We have elected to incorporate certain information by reference into this prospectus. By incorporating by reference, we can disclose important information to you by referring you to other documents we have filed or will file with the SEC. The information incorporated by reference is deemed to be part of this prospectus, except for information incorporated by reference that is superseded by information contained in this prospectus. This means that you must look at all of the SEC filings that we incorporate by reference to determine if any statements in the prospectus or any document previously incorporated by reference have been modified or superseded.
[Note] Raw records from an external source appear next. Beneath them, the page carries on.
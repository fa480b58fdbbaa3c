//! Shared helpers for black-box specs.
//!
//! Each `Project` owns a temporary state directory; every `pgr()` call
//! runs the binary against it with `--state-dir`.

pub use serde_json::Value;

use assert_cmd::Command;
use predicates::str::contains;
use std::path::Path;
use tempfile::TempDir;

pub const ALICE: &str = "0xaaaaaaaaaaaaaaaaaaaaaaaaaaaaaaaaaaaaaaaa";
pub const BOB: &str = "0xbbbbbbbbbbbbbbbbbbbbbbbbbbbbbbbbbbbbbbbb";

pub struct Project {
    dir: TempDir,
}

impl Project {
    pub fn empty() -> Self {
        Self {
            dir: TempDir::new().unwrap(),
        }
    }

    pub fn path(&self) -> &Path {
        self.dir.path()
    }

    /// Write a file relative to the state directory
    pub fn file(&self, rel: &str, contents: &str) {
        let path = self.path().join(rel);
        if let Some(parent) = path.parent() {
            std::fs::create_dir_all(parent).unwrap();
        }
        std::fs::write(path, contents).unwrap();
    }

    pub fn read(&self, rel: &str) -> String {
        std::fs::read_to_string(self.path().join(rel)).unwrap()
    }

    pub fn pgr(&self) -> Cli {
        let mut cmd = Command::cargo_bin("pgr").unwrap();
        cmd.arg("--state-dir")
            .arg(self.path())
            .env_remove("PGR_STATE_DIR")
            .env_remove("PGR_LOG")
            .env_remove("RUST_LOG");
        Cli { cmd }
    }
}

pub struct Cli {
    cmd: Command,
}

impl Cli {
    pub fn args(mut self, args: &[&str]) -> Self {
        self.cmd.args(args);
        self
    }

    /// Run and require exit status 0
    pub fn passes(mut self) -> Run {
        Run {
            assert: self.cmd.assert().success(),
        }
    }

    /// Run and require a non-zero exit status
    pub fn fails(mut self) -> Run {
        Run {
            assert: self.cmd.assert().failure(),
        }
    }
}

pub struct Run {
    assert: assert_cmd::assert::Assert,
}

impl Run {
    pub fn stdout(&self) -> String {
        String::from_utf8_lossy(&self.assert.get_output().stdout).into_owned()
    }

    pub fn stdout_json(&self) -> Value {
        serde_json::from_str(&self.stdout()).unwrap()
    }

    pub fn stdout_eq(self, expected: &str) -> Self {
        similar_asserts::assert_eq!(self.stdout(), expected);
        self
    }

    pub fn stdout_has(self, needle: &str) -> Self {
        Self {
            assert: self.assert.stdout(contains(needle)),
        }
    }

    pub fn stdout_lacks(self, needle: &str) -> Self {
        let stdout = self.stdout();
        assert!(
            !stdout.contains(needle),
            "stdout should not contain {:?}:\n{}",
            needle,
            stdout
        );
        self
    }

    pub fn stderr_has(self, needle: &str) -> Self {
        Self {
            assert: self.assert.stderr(contains(needle)),
        }
    }
}
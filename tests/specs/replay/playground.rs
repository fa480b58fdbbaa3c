//! Single-playground replay specs

use crate::prelude::*;

#[test]
fn replay_rebuilds_balance_from_log() {
    let temp = Project::empty();
    temp.pgr().args(&["account", "create", "7", ALICE]).passes();
    temp.pgr()
        .args(&["account", "fund", "7", ALICE, "1000"])
        .passes();

    temp.pgr()
        .args(&["replay", "7"])
        .passes()
        .stdout_has("Replayed playground 7: 2 of 2 actions applied")
        .stdout_has(&format!("{}  balance 1000", ALICE));
}

#[test]
fn replay_of_empty_playground_is_done() {
    let temp = Project::empty();
    temp.pgr()
        .args(&["replay", "999"])
        .passes()
        .stdout_has("Replayed playground 999: 0 of 0 actions applied")
        .stdout_has("(none)");
}

#[test]
fn replay_json_reports_scope_and_accounts() {
    let temp = Project::empty();
    temp.pgr().args(&["account", "create", "7", ALICE]).passes();
    temp.pgr()
        .args(&["account", "fund", "7", ALICE, "1000"])
        .passes();

    let run = temp.pgr().args(&["--format", "json", "replay", "7"]).passes();
    let view = run.stdout_json();

    assert_eq!(view["report"]["scope"]["playground"], 7);
    assert_eq!(view["report"]["applied"], 2);
    assert_eq!(view["report"]["failures"], Value::Array(vec![]));
    assert_eq!(view["accounts"][0]["address"], ALICE);
    assert_eq!(view["accounts"][0]["balance"], "1000");
}

#[test]
fn funding_accumulates_across_invocations() {
    let temp = Project::empty();
    temp.pgr().args(&["account", "create", "7", ALICE]).passes();
    temp.pgr().args(&["account", "fund", "7", ALICE, "1"]).passes();
    temp.pgr().args(&["account", "fund", "7", ALICE, "2"]).passes();

    temp.pgr()
        .args(&["replay", "7"])
        .passes()
        .stdout_has("balance 3");
}
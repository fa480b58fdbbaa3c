// SPDX-License-Identifier: BUSL-1.1
// Copyright (c) 2026 Alfred Jean LLC

// Allow panic!/unwrap/expect in test code
#![cfg_attr(test, allow(clippy::panic))]
#![cfg_attr(test, allow(clippy::unwrap_used))]
#![cfg_attr(test, allow(clippy::expect_used))]

//! pgr-core: data model for playground action logs
//!
//! This crate provides:
//! - Playground identifiers and addresses
//! - The closed set of action types with typed payloads
//! - Persisted action records and clear-control markers
//! - A clock abstraction for testable timestamps

pub mod action;
pub mod address;
pub mod bytecode;
pub mod clear;
pub mod clock;
pub mod playground;
pub mod record;

pub use action::{
    Action, ActionType, CallFunction, CreateAccount, DeployContract, FundAccount,
    PayloadDecodeError, RegisterAccount, UnknownActionType,
};
pub use address::{Address, AddressError};
pub use bytecode::{Bytecode, BytecodeError};
pub use clear::{ClearMarker, ACTIONS_TABLE, LOG_SCHEMA_VERSION};
pub use clock::{Clock, FakeClock, SystemClock};
pub use playground::PlaygroundId;
pub use record::{ActionRecord, RecordDecodeError};
// SPDX-License-Identifier: BUSL-1.1
// Copyright (c) 2026 Alfred Jean LLC

//! In-memory simulated environment
//!
//! Models balances and deployed contracts only; no bytecode is executed.
//! State lives behind a shared handle so callers (and tests) decide which
//! environment an adapter mutates.

use super::{AdapterError, AdapterOutput, EvmAdapter};
use async_trait::async_trait;
use pgr_core::{
    Address, Bytecode, CallFunction, CreateAccount, DeployContract, FundAccount, PlaygroundId,
    RegisterAccount,
};
use serde::Serialize;
use serde_json::{json, Value};
use sha2::{Digest, Sha256};
use std::collections::{BTreeMap, BTreeSet};
use std::sync::{Arc, Mutex};

#[derive(Debug, Clone, PartialEq, Eq, Serialize)]
pub struct Account {
    pub address: Address,
    #[serde(with = "pgr_core::action::amount")]
    pub balance: u128,
    pub label: Option<String>,
    /// Contracts deployed so far in each playground; feeds contract
    /// address derivation
    pub nonces: BTreeMap<PlaygroundId, u64>,
    pub playgrounds: BTreeSet<PlaygroundId>,
}

impl Account {
    fn new(address: Address, label: Option<String>, playground_id: PlaygroundId) -> Self {
        Self {
            address,
            balance: 0,
            label,
            nonces: BTreeMap::new(),
            playgrounds: BTreeSet::from([playground_id]),
        }
    }
}

#[derive(Debug, Clone, PartialEq, Eq, Serialize)]
pub struct ContractCall {
    pub caller: Address,
    pub function: String,
    pub args: Vec<Value>,
    #[serde(with = "pgr_core::action::amount")]
    pub value: u128,
}

#[derive(Debug, Clone, PartialEq, Eq, Serialize)]
pub struct Contract {
    pub address: Address,
    pub deployer: Address,
    pub playground_id: PlaygroundId,
    pub name: Option<String>,
    pub bytecode: Bytecode,
    pub constructor_args: Vec<Value>,
    #[serde(with = "pgr_core::action::amount")]
    pub balance: u128,
    pub calls: Vec<ContractCall>,
}

/// Accounts and contracts of a simulated environment
#[derive(Debug, Clone, Default, PartialEq, Eq, Serialize)]
pub struct Environment {
    pub accounts: BTreeMap<Address, Account>,
    pub contracts: BTreeMap<Address, Contract>,
}

impl Environment {
    pub fn balance(&self, address: &Address) -> Option<u128> {
        self.accounts.get(address).map(|a| a.balance)
    }

    /// Accounts created in or registered with a playground
    pub fn accounts_in(&self, playground_id: PlaygroundId) -> Vec<&Account> {
        self.accounts
            .values()
            .filter(|a| a.playgrounds.contains(&playground_id))
            .collect()
    }

    pub fn contracts_in(&self, playground_id: PlaygroundId) -> Vec<&Contract> {
        self.contracts
            .values()
            .filter(|c| c.playground_id == playground_id)
            .collect()
    }
}

pub type SharedEnvironment = Arc<Mutex<Environment>>;

/// Derive a contract address from the playground, its deployer and the
/// deployer's nonce within that playground
///
/// Only the playground's own log feeds the nonce, so a single-playground
/// replay and a unified replay derive the same address.
pub(crate) fn contract_address(
    playground_id: PlaygroundId,
    deployer: &Address,
    nonce: u64,
) -> Address {
    let mut hasher = Sha256::new();
    hasher.update(playground_id.get().to_be_bytes());
    hasher.update(deployer.as_str().as_bytes());
    hasher.update(nonce.to_be_bytes());
    let digest = hasher.finalize();

    let mut bytes = [0u8; Address::LEN];
    bytes.copy_from_slice(&digest[..Address::LEN]);
    Address::from_bytes(bytes)
}

/// Adapter backed by an in-memory [`Environment`]
#[derive(Clone, Default)]
pub struct SimAdapter {
    env: SharedEnvironment,
}

impl SimAdapter {
    /// Adapter over a fresh, empty environment
    pub fn new() -> Self {
        Self::default()
    }

    /// Adapter over an existing environment handle
    pub fn with_environment(env: SharedEnvironment) -> Self {
        Self { env }
    }

    pub fn environment(&self) -> SharedEnvironment {
        Arc::clone(&self.env)
    }

    /// Copy of the current environment state
    pub fn snapshot(&self) -> Environment {
        self.env.lock().unwrap_or_else(|e| e.into_inner()).clone()
    }
}

#[async_trait]
impl EvmAdapter for SimAdapter {
    async fn create_account(
        &self,
        playground_id: PlaygroundId,
        op: &CreateAccount,
    ) -> Result<AdapterOutput, AdapterError> {
        let mut env = self.env.lock().unwrap_or_else(|e| e.into_inner());

        let created = match env.accounts.get_mut(&op.address) {
            Some(account) => {
                account.playgrounds.insert(playground_id);
                false
            }
            None => {
                env.accounts.insert(
                    op.address.clone(),
                    Account::new(op.address.clone(), op.label.clone(), playground_id),
                );
                true
            }
        };

        Ok(AdapterOutput::with_data(
            json!({ "address": op.address, "created": created }),
        ))
    }

    async fn fund_account(
        &self,
        _playground_id: PlaygroundId,
        op: &FundAccount,
    ) -> Result<AdapterOutput, AdapterError> {
        let mut env = self.env.lock().unwrap_or_else(|e| e.into_inner());
        let account = env
            .accounts
            .get_mut(&op.address)
            .ok_or_else(|| AdapterError::AccountNotFound(op.address.clone()))?;

        account.balance = account
            .balance
            .checked_add(op.amount)
            .ok_or_else(|| AdapterError::BalanceOverflow(op.address.clone()))?;

        Ok(AdapterOutput::with_data(
            json!({ "address": op.address, "balance": account.balance.to_string() }),
        ))
    }

    async fn deploy_contract(
        &self,
        playground_id: PlaygroundId,
        op: &DeployContract,
    ) -> Result<AdapterOutput, AdapterError> {
        let mut env = self.env.lock().unwrap_or_else(|e| e.into_inner());
        let deployer = env
            .accounts
            .get_mut(&op.deployer)
            .ok_or_else(|| AdapterError::AccountNotFound(op.deployer.clone()))?;

        let nonce = deployer.nonces.entry(playground_id).or_insert(0);
        let address = contract_address(playground_id, &op.deployer, *nonce);
        *nonce += 1;

        env.contracts.insert(
            address.clone(),
            Contract {
                address: address.clone(),
                deployer: op.deployer.clone(),
                playground_id,
                name: op.name.clone(),
                bytecode: op.bytecode.clone(),
                constructor_args: op.constructor_args.clone(),
                balance: 0,
                calls: Vec::new(),
            },
        );

        Ok(AdapterOutput::with_data(json!({ "address": address })))
    }

    async fn call_function(
        &self,
        _playground_id: PlaygroundId,
        op: &CallFunction,
    ) -> Result<AdapterOutput, AdapterError> {
        let mut env = self.env.lock().unwrap_or_else(|e| e.into_inner());

        let contract_balance = env
            .contracts
            .get(&op.contract)
            .map(|c| c.balance)
            .ok_or_else(|| AdapterError::ContractNotFound(op.contract.clone()))?;
        let credited = contract_balance
            .checked_add(op.value)
            .ok_or_else(|| AdapterError::BalanceOverflow(op.contract.clone()))?;

        let caller = env
            .accounts
            .get_mut(&op.caller)
            .ok_or_else(|| AdapterError::AccountNotFound(op.caller.clone()))?;
        if caller.balance < op.value {
            return Err(AdapterError::InsufficientBalance {
                address: op.caller.clone(),
                available: caller.balance,
                required: op.value,
            });
        }
        caller.balance -= op.value;

        let contract = env
            .contracts
            .get_mut(&op.contract)
            .ok_or_else(|| AdapterError::ContractNotFound(op.contract.clone()))?;
        contract.balance = credited;
        contract.calls.push(ContractCall {
            caller: op.caller.clone(),
            function: op.function.clone(),
            args: op.args.clone(),
            value: op.value,
        });

        Ok(AdapterOutput::with_data(json!({
            "contract": op.contract,
            "function": op.function,
            "call_index": contract.calls.len() - 1,
        })))
    }

    async fn register_account(
        &self,
        playground_id: PlaygroundId,
        op: &RegisterAccount,
    ) -> Result<AdapterOutput, AdapterError> {
        let mut env = self.env.lock().unwrap_or_else(|e| e.into_inner());
        let account = env
            .accounts
            .entry(op.address.clone())
            .or_insert_with(|| Account::new(op.address.clone(), None, playground_id));

        account.playgrounds.insert(playground_id);
        if account.label.is_none() {
            account.label = op.label.clone();
        }

        Ok(AdapterOutput::with_data(json!({ "address": op.address })))
    }
}

#[cfg(test)]
#[path = "sim_tests.rs"]
mod tests;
This prospectus incorporates by reference the documents set forth below that we have previously filed with the SEC:

 

   • Our Annual Report on Form 10-K for the fiscal year ended December 31, 2013, as amended;
   • Our Quarterly Report on Form 10-Q for the fiscal quarters ended March 31, 2014;
   • Our Current Reports on Form 8-K as filed on January 22, 2014, March 10, 2014, April 21, 2014, May 5, 2014, May 29, 2014, June 6, 2014, June 24, 2014 and July 3, 2014; and
   • The description of our common stock contained in our registration statement on Form 8-A filed with the SEC on May 28, 2003. 

We also incorporate by reference all documents we file in the future pursuant to Section 13(a), 13(c), 14 or 15(d) of the Securities Exchange Act of 1934 after the date of the initial filing of the post-effective amendment to the registration statement that contains this prospectus and prior to the termination of the offering (except in each case the information contained in such document to the extent “furnish” and not “filed”).

 

You may obtain copies of these documents on the website maintained by the SEC at http://www.sec.gov, or from us without charge (other than exhibits to such documents, unless such exhibits are specifically incorporated by reference into such documents) by writing us at Corporate Secretary, Advanced Cell Technology, Inc., 33 Locke Drive, Marlborough, Massachusetts 01752 or visiting our website at www.advancedcell.com.

 

Any statement contained in a document incorporated or deemed to be incorporated by reference in this prospectus shall be deemed to be modified or superseded for the purposes of this prospectus to the extent that a statement contained herein or in any other subsequently filed document which also is or deemed to be incorporated by reference herein modifies or supersedes that statement. Any statement so modified or superseded shall not be deemed, except as so modified or superseded, to constitute a part of this prospectus.